Task brief:
Among the entries, find each line that includes the string "derive" and list it.

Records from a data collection
▶

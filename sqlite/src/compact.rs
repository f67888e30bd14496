//! Post-commit compaction.

use std::path::Path;

use path_rewrite_core::CompactionStatus;
use rusqlite::{Connection, OpenFlags};
use tracing::{info, warn};

/// Runs `VACUUM` on `db_path` through a brand-new connection.
///
/// Must only be called after the rewrite transaction has committed and its
/// connection has been closed. Failures (unsupported module, locked file,
/// ...) are reported as [`CompactionStatus::Skipped`]; the committed rewrite
/// is already durable either way.
pub fn compact(db_path: &Path) -> CompactionStatus {
    let conn = match Connection::open_with_flags(
        db_path,
        OpenFlags::SQLITE_OPEN_READ_WRITE | OpenFlags::SQLITE_OPEN_NO_MUTEX,
    ) {
        Ok(conn) => conn,
        Err(err) => {
            warn!(path = %db_path.display(), error = %err, "Could not open database for VACUUM");
            return CompactionStatus::Skipped(err.to_string());
        }
    };

    match conn.execute_batch("VACUUM;") {
        Ok(()) => {
            info!(path = %db_path.display(), "VACUUM complete");
            CompactionStatus::Completed
        }
        Err(err) => {
            warn!(path = %db_path.display(), error = %err, "VACUUM skipped");
            CompactionStatus::Skipped(err.to_string())
        }
    }
}
use std::path::{Path, PathBuf};

use clap::{ArgAction, Parser};
use path_rewrite_core::{
    ColumnAllowList, RewriteRequest, RunMode, RunResult, RunStatus, render_header, render_text,
    substitution_warnings,
};
use path_rewrite_db::{BackupSet, DatabaseError, DatabaseLocation, RewriteConfig, backup_database};
use path_rewrite_sqlite::RewriteEngine;
use serde::Serialize;
use tracing_subscriber::EnvFilter;

const EXIT_FAILURE: i32 = 1;
const EXIT_USAGE: i32 = 2;

/// CLI-specific output format enum with clap argument parsing support.
#[derive(Debug, Clone, Copy, PartialEq, Eq, clap::ValueEnum)]
enum CliOutputFormat {
    Text,
    Json,
}

#[derive(Debug, Parser)]
#[command(name = "path-rewrite")]
#[command(about = "Rewrite base path segments inside a media library SQLite database")]
#[command(
    after_help = "Run with --dry-run first, then for real with the media server stopped."
)]
struct Cli {
    /// Directory containing the library database file.
    #[arg(long)]
    db_dir: Option<PathBuf>,
    /// Path to the library database file (overrides --db-dir).
    #[arg(long)]
    db_file: Option<PathBuf>,
    /// Old path segment to replace (e.g. 'archive-media' or '/archive-media/').
    #[arg(long)]
    old: String,
    /// New segment (e.g. 'media' or '/media/').
    #[arg(long)]
    new: String,
    /// Preview changes without modifying the database.
    #[arg(long)]
    dry_run: bool,
    /// YAML configuration file.
    #[arg(long)]
    config: Option<PathBuf>,
    /// Column name eligible for rewriting; repeat to list several (overrides the config).
    #[arg(long = "column", value_name = "NAME")]
    columns: Vec<String>,
    /// Output format.
    #[arg(long, default_value = "text")]
    format: CliOutputFormat,
    /// Increase log verbosity (-v info, -vv debug). RUST_LOG takes precedence.
    #[arg(short, long, action = ArgAction::Count)]
    verbose: u8,
}

/// Why a run ended unsuccessfully, and which exit code that maps to.
#[derive(Debug)]
enum Failure {
    /// Invalid invocation; nothing was opened or written.
    Usage(String),
    /// The run started but could not complete.
    Runtime(String),
}

impl Failure {
    fn exit_code(&self) -> i32 {
        match self {
            Failure::Usage(_) => EXIT_USAGE,
            Failure::Runtime(_) => EXIT_FAILURE,
        }
    }

    fn message(&self) -> &str {
        match self {
            Failure::Usage(message) | Failure::Runtime(message) => message,
        }
    }
}

/// Everything `--format json` prints.
#[derive(Debug, Serialize)]
struct JsonReport<'a> {
    database: &'a Path,
    backup: Option<&'a BackupSet>,
    warnings: Vec<String>,
    result: &'a RunResult,
}

fn main() {
    let cli = Cli::parse();
    init_tracing(cli.verbose);

    let code = match run(cli) {
        Ok(code) => code,
        Err(failure) => {
            eprintln!("error: {}", failure.message());
            failure.exit_code()
        }
    };
    std::process::exit(code);
}

fn init_tracing(verbose: u8) {
    let default_level = match verbose {
        0 => "warn",
        1 => "info",
        _ => "debug",
    };
    let filter =
        EnvFilter::try_from_default_env().unwrap_or_else(|_| EnvFilter::new(default_level));
    tracing_subscriber::fmt()
        .with_env_filter(filter)
        .with_writer(std::io::stderr)
        .with_target(false)
        .init();
}

fn run(cli: Cli) -> Result<i32, Failure> {
    let location = DatabaseLocation::from_args(cli.db_dir, cli.db_file).map_err(|err| match err {
        DatabaseError::MissingLocation => Failure::Usage("Provide --db-dir or --db-file".to_string()),
        other => Failure::Runtime(other.to_string()),
    })?;

    let mode = if cli.dry_run {
        RunMode::DryRun
    } else {
        RunMode::Apply
    };
    let request =
        RewriteRequest::new(cli.old, cli.new, mode).map_err(|e| Failure::Usage(e.to_string()))?;

    let config = match &cli.config {
        Some(path) => RewriteConfig::load(path).map_err(|err| {
            Failure::Runtime(format!("Failed to load config '{}': {err}", path.display()))
        })?,
        None => RewriteConfig::default(),
    };
    let allow_list = if cli.columns.is_empty() {
        config.candidate_columns.clone()
    } else {
        ColumnAllowList::new(cli.columns).map_err(|e| Failure::Usage(e.to_string()))?
    };

    let db_path = location
        .resolve(&config.database_file)
        .map_err(|e| Failure::Runtime(e.to_string()))?;

    let text = cli.format == CliOutputFormat::Text;
    let warnings: Vec<String> = substitution_warnings(&request)
        .iter()
        .map(ToString::to_string)
        .collect();

    if text {
        print!("{}", render_header(&db_path.display().to_string(), &request));
        for warning in &warnings {
            eprintln!("warning: {warning}");
        }
    }

    let backup = if request.is_dry_run() {
        None
    } else {
        let set = backup_database(&db_path, &config.backup_dir)
            .map_err(|e| Failure::Runtime(format!("Backup failed: {e}")))?;
        if text {
            println!("Backed up:");
            for path in set.destinations() {
                println!("  {}", path.display());
            }
        }
        Some(set)
    };

    let engine = RewriteEngine::new(&db_path, allow_list);
    let result = engine
        .run(&request)
        .map_err(|e| Failure::Runtime(e.to_string()))?;

    if text {
        print!("{}", render_text(&result));
    } else {
        let report = JsonReport {
            database: &db_path,
            backup: backup.as_ref(),
            warnings,
            result: &result,
        };
        let json = serde_json::to_string_pretty(&report)
            .map_err(|e| Failure::Runtime(format!("Failed to serialize report: {e}")))?;
        println!("{json}");
    }

    Ok(finish(&result, text))
}

/// Prints the closing line for `result` and returns the process exit code.
fn finish(result: &RunResult, text: bool) -> i32 {
    match result.status {
        RunStatus::Previewed => 0,
        RunStatus::Committed => {
            if text {
                println!("\nDone. Restart the media server and refresh libraries if needed.");
            }
            0
        }
        RunStatus::RolledBack => {
            eprintln!("Integrity check failed; rolling back.");
            EXIT_FAILURE
        }
        RunStatus::Aborted => {
            eprintln!("Run aborted: SQLite discarded the transaction; no changes were committed.");
            EXIT_FAILURE
        }
    }
}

◀

Worked solution:
#[derive(Debug, Clone, Copy, PartialEq, Eq, clap::ValueEnum)]
#[derive(Debug, Parser)]
#[derive(Debug)]
#[derive(Debug, Serialize)]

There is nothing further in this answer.